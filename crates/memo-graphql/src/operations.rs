//! GraphQL operation documents and wire types.

#![allow(dead_code)]

use serde::{Deserialize, Serialize};

use memo_core::Note;

// ============================================================================
// Documents
// ============================================================================

/// listNotes query.
pub const LIST_NOTES: &str = "\
query ListNotes($limit: Int, $nextToken: String) {
  listNotes(limit: $limit, nextToken: $nextToken) {
    items { id name description image createdAt }
    nextToken
  }
}";

/// createNote mutation.
pub const CREATE_NOTE: &str = "\
mutation CreateNote($input: CreateNoteInput!) {
  createNote(input: $input) { id name description image createdAt }
}";

/// deleteNote mutation.
pub const DELETE_NOTE: &str = "\
mutation DeleteNote($input: DeleteNoteInput!) {
  deleteNote(input: $input) { id }
}";

/// signIn mutation.
pub const SIGN_IN: &str = "\
mutation SignIn($username: String!, $password: String!) {
  signIn(username: $username, password: $password) { accessToken refreshToken }
}";

/// refreshSession mutation.
/// The refresh token travels in the Authorization header, not as a variable.
pub const REFRESH_SESSION: &str = "\
mutation RefreshSession {
  refreshSession { accessToken refreshToken }
}";

// ============================================================================
// Variables and response types
// ============================================================================

/// Placeholder for operations without variables.
#[derive(Debug, Serialize)]
pub struct NoVariables {}

/// Variables for listNotes.
#[derive(Debug, Serialize)]
pub struct ListNotesVariables<'a> {
    #[serde(skip_serializing_if = "Option::is_none")]
    pub limit: Option<u32>,
    #[serde(rename = "nextToken", skip_serializing_if = "Option::is_none")]
    pub next_token: Option<&'a str>,
}

/// Data payload of listNotes.
#[derive(Debug, Deserialize)]
pub struct ListNotesData {
    #[serde(rename = "listNotes")]
    pub list_notes: NoteConnection,
}

/// A page of notes plus its continuation cursor.
#[derive(Debug, Deserialize)]
pub struct NoteConnection {
    pub items: Vec<Note>,
    #[serde(rename = "nextToken", default)]
    pub next_token: Option<String>,
}

/// Variables for createNote.
#[derive(Debug, Serialize)]
pub struct CreateNoteVariables<'a> {
    pub input: CreateNoteInput<'a>,
}

/// The createNote input object.
#[derive(Debug, Serialize)]
pub struct CreateNoteInput<'a> {
    pub name: &'a str,
    pub description: &'a str,
    #[serde(skip_serializing_if = "Option::is_none")]
    pub image: Option<&'a str>,
}

/// Data payload of createNote: the stored note, id assigned.
#[derive(Debug, Deserialize)]
pub struct CreateNoteData {
    #[serde(rename = "createNote")]
    pub create_note: Note,
}

/// Variables for deleteNote.
#[derive(Debug, Serialize)]
pub struct DeleteNoteVariables<'a> {
    pub input: DeleteNoteInput<'a>,
}

/// The deleteNote input object.
#[derive(Debug, Serialize)]
pub struct DeleteNoteInput<'a> {
    pub id: &'a str,
}

/// Data payload of deleteNote.
#[derive(Debug, Deserialize)]
pub struct DeleteNoteData {
    #[serde(rename = "deleteNote", default)]
    pub delete_note: Option<DeletedNote>,
}

/// Echo of the deleted note's id.
#[derive(Debug, Deserialize)]
pub struct DeletedNote {
    pub id: String,
}

/// Variables for signIn.
#[derive(Serialize)]
pub struct SignInVariables<'a> {
    pub username: &'a str,
    pub password: &'a str,
}

// No Debug derive: the password must not reach logs.
impl std::fmt::Debug for SignInVariables<'_> {
    fn fmt(&self, f: &mut std::fmt::Formatter<'_>) -> std::fmt::Result {
        f.debug_struct("SignInVariables")
            .field("username", &self.username)
            .field("password", &"[REDACTED]")
            .finish()
    }
}

/// Data payload of signIn.
#[derive(Debug, Deserialize)]
pub struct SignInData {
    #[serde(rename = "signIn")]
    pub sign_in: SessionTokensPayload,
}

/// Data payload of refreshSession.
#[derive(Debug, Deserialize)]
pub struct RefreshSessionData {
    #[serde(rename = "refreshSession")]
    pub refresh_session: SessionTokensPayload,
}

/// Token pair issued by the auth mutations.
#[derive(Deserialize)]
#[serde(rename_all = "camelCase")]
pub struct SessionTokensPayload {
    pub access_token: String,
    #[serde(default)]
    pub refresh_token: Option<String>,
}

impl std::fmt::Debug for SessionTokensPayload {
    fn fmt(&self, f: &mut std::fmt::Formatter<'_>) -> std::fmt::Result {
        f.debug_struct("SessionTokensPayload")
            .field("access_token", &"[REDACTED]")
            .field("refresh_token", &"[REDACTED]")
            .finish()
    }
}

/// Response from the object-URL resolution endpoint.
#[derive(Debug, Deserialize)]
#[serde(rename_all = "camelCase")]
pub struct ObjectUrlResponse {
    pub url: String,
    #[serde(default)]
    pub expires_in: Option<u64>,
}
//! Build script to capture git version information at compile time.

use std::process::Command;

fn main() {
    // Tell Cargo to rerun this if git state changes
    println!("cargo:rerun-if-changed=.git/HEAD");
    println!("cargo:rerun-if-changed=.git/refs/");

    // Try to get version from git describe
    let version = get_git_version().unwrap_or_else(|| env!("CARGO_PKG_VERSION").to_string());

    println!("cargo:rustc-env=MEMO_VERSION={}", version);
}

fn get_git_version() -> Option<String> {
    let output = Command::new("git")
        .args(["describe", "--tags", "--always"])
        .output()
        .ok()?;

    if !output.status.success() {
        return None;
    }

    let version = String::from_utf8(output.stdout).ok()?;
    let version = version.trim();

    if version.is_empty() {
        return None;
    }

    // If it starts with 'v', strip it for cleaner output
    let version = version.strip_prefix('v').unwrap_or(version);

    Some(version.to_string())
}
//! memo-core - Core types, gateway seam, and view-state store for the
//! memo note client.
//!
//! This crate defines the domain model (notes, drafts, display cards),
//! the [`Gateway`] trait behind which all remote persistence lives, and
//! [`NoteStore`], the single owner of client-side view state.

pub mod credentials;
pub mod error;
pub mod note;
pub mod store;
pub mod tokens;
pub mod traits;
pub mod types;

pub use credentials::Credentials;
pub use error::Error;
pub use note::{Draft, ListNotesOutput, Note, NoteCard};
pub use store::{NoteStore, Page, Refresh, Snapshot, page_count, page_slice};
pub use tokens::{AccessToken, RefreshToken};
pub use traits::Gateway;
pub use types::{BackendUrl, NoteId, ObjectKey};

/// Result type alias using the crate's Error type.
pub type Result<T> = std::result::Result<T, Error>;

=====

TO DO => Filter the records for lines containing the word "REDACTED" and copy each one.

ANSWER FOR THIS EXERCISE =>
            .field("password", &"[REDACTED]")
            .field("access_token", &"[REDACTED]")
            .field("refresh_token", &"[REDACTED]")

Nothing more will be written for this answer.